### Problem to solve
Once you have counted the lines below that contain "FAILURE", give that number and nothing else.

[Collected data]

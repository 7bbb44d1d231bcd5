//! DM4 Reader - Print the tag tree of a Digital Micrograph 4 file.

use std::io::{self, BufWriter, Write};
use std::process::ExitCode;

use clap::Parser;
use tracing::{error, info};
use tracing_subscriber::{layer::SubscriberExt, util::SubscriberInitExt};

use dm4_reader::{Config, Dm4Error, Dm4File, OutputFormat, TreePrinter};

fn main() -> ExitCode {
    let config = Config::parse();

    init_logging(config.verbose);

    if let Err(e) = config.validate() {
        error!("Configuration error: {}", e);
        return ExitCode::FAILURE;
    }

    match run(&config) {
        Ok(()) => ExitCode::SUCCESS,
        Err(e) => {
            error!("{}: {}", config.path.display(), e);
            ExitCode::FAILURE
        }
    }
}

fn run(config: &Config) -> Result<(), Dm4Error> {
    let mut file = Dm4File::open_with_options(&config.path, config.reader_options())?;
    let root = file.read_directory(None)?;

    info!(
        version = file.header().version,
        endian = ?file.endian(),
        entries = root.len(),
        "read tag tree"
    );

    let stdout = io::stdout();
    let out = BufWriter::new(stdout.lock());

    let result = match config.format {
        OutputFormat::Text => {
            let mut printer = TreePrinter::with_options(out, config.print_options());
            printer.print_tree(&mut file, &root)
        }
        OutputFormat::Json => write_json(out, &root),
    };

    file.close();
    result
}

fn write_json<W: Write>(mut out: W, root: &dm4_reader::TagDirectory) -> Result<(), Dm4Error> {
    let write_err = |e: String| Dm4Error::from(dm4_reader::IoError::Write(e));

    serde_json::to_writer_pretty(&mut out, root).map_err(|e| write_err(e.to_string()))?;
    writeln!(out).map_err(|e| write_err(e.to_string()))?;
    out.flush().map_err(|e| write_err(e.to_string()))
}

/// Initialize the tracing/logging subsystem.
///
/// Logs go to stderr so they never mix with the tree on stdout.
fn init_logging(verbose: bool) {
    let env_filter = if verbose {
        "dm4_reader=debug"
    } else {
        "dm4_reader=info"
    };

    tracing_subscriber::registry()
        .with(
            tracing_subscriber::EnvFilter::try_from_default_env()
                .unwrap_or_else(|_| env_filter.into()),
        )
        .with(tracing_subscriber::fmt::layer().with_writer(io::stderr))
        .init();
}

==

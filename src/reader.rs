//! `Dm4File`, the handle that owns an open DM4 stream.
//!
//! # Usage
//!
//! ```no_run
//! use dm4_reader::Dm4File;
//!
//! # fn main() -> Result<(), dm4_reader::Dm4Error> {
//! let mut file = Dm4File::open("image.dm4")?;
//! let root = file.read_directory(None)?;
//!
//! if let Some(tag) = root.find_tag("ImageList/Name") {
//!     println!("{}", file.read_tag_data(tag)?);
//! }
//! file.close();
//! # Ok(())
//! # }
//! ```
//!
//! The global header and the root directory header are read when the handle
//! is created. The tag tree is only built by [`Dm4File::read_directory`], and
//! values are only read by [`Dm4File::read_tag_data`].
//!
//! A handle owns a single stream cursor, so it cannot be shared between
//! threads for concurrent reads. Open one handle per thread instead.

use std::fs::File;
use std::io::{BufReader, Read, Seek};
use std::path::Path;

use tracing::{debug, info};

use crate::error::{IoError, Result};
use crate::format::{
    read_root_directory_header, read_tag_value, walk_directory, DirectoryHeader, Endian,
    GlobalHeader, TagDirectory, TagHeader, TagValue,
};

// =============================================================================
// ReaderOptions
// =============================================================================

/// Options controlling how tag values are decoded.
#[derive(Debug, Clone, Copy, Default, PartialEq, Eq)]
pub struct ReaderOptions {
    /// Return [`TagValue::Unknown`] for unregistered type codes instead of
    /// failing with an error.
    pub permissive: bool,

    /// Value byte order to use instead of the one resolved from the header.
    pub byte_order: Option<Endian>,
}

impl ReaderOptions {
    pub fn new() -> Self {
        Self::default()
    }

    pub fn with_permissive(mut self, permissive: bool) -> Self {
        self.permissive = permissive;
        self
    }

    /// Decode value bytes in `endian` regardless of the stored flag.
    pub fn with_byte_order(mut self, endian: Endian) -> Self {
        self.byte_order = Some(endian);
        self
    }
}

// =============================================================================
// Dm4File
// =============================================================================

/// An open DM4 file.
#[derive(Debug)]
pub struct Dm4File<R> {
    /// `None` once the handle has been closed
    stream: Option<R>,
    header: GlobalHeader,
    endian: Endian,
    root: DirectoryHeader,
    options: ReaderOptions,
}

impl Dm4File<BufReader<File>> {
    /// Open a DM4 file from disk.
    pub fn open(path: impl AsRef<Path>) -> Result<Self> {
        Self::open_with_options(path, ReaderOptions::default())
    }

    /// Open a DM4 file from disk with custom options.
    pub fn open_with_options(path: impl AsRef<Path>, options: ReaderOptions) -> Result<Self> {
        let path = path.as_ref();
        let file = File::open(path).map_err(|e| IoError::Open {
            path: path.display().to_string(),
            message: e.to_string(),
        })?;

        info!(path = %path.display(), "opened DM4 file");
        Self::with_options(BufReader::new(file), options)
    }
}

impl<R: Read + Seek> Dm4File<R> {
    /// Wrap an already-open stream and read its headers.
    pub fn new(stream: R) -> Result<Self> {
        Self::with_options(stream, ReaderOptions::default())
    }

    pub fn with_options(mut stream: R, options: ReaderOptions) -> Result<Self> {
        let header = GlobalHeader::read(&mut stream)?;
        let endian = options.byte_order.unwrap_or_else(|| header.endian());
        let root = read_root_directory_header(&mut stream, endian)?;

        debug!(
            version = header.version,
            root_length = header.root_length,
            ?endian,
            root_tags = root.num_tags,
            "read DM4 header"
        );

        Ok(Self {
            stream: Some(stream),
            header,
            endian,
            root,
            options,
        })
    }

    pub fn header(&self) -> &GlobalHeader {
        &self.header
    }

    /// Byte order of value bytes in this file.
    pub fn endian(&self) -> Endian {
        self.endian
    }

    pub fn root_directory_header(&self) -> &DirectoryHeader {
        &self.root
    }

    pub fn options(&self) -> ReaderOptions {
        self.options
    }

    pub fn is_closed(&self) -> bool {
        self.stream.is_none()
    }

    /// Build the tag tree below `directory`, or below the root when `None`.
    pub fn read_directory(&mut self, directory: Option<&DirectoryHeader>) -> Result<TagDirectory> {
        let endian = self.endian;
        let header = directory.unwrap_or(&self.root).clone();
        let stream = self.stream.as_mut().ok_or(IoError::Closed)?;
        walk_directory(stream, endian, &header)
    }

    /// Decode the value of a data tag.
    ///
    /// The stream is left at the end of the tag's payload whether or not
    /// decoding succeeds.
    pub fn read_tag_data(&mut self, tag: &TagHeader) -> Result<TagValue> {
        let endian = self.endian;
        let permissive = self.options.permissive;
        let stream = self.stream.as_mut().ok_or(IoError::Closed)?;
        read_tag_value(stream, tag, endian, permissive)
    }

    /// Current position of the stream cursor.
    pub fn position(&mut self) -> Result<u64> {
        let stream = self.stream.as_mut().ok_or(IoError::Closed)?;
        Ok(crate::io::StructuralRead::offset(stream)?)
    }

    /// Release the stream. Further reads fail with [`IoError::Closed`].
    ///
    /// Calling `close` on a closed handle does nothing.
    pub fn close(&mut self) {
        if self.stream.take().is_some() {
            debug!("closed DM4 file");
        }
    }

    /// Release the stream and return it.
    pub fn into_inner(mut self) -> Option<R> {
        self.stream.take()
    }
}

--

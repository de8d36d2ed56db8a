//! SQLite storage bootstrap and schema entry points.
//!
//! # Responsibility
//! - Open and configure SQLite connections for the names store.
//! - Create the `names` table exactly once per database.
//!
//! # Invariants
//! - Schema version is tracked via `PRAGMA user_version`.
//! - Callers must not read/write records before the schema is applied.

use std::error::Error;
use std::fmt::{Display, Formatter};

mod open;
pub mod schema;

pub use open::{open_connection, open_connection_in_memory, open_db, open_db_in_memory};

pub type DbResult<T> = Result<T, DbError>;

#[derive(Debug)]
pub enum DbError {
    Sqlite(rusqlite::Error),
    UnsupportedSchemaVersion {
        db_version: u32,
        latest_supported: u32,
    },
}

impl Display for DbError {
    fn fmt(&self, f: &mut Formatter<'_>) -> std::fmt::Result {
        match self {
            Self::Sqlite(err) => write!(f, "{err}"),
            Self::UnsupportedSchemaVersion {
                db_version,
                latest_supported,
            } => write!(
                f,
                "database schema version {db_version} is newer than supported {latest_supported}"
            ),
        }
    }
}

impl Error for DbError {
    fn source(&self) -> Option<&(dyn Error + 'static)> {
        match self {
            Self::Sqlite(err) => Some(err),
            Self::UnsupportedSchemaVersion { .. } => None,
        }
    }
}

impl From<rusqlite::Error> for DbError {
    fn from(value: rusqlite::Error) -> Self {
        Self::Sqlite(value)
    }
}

### Task solution
2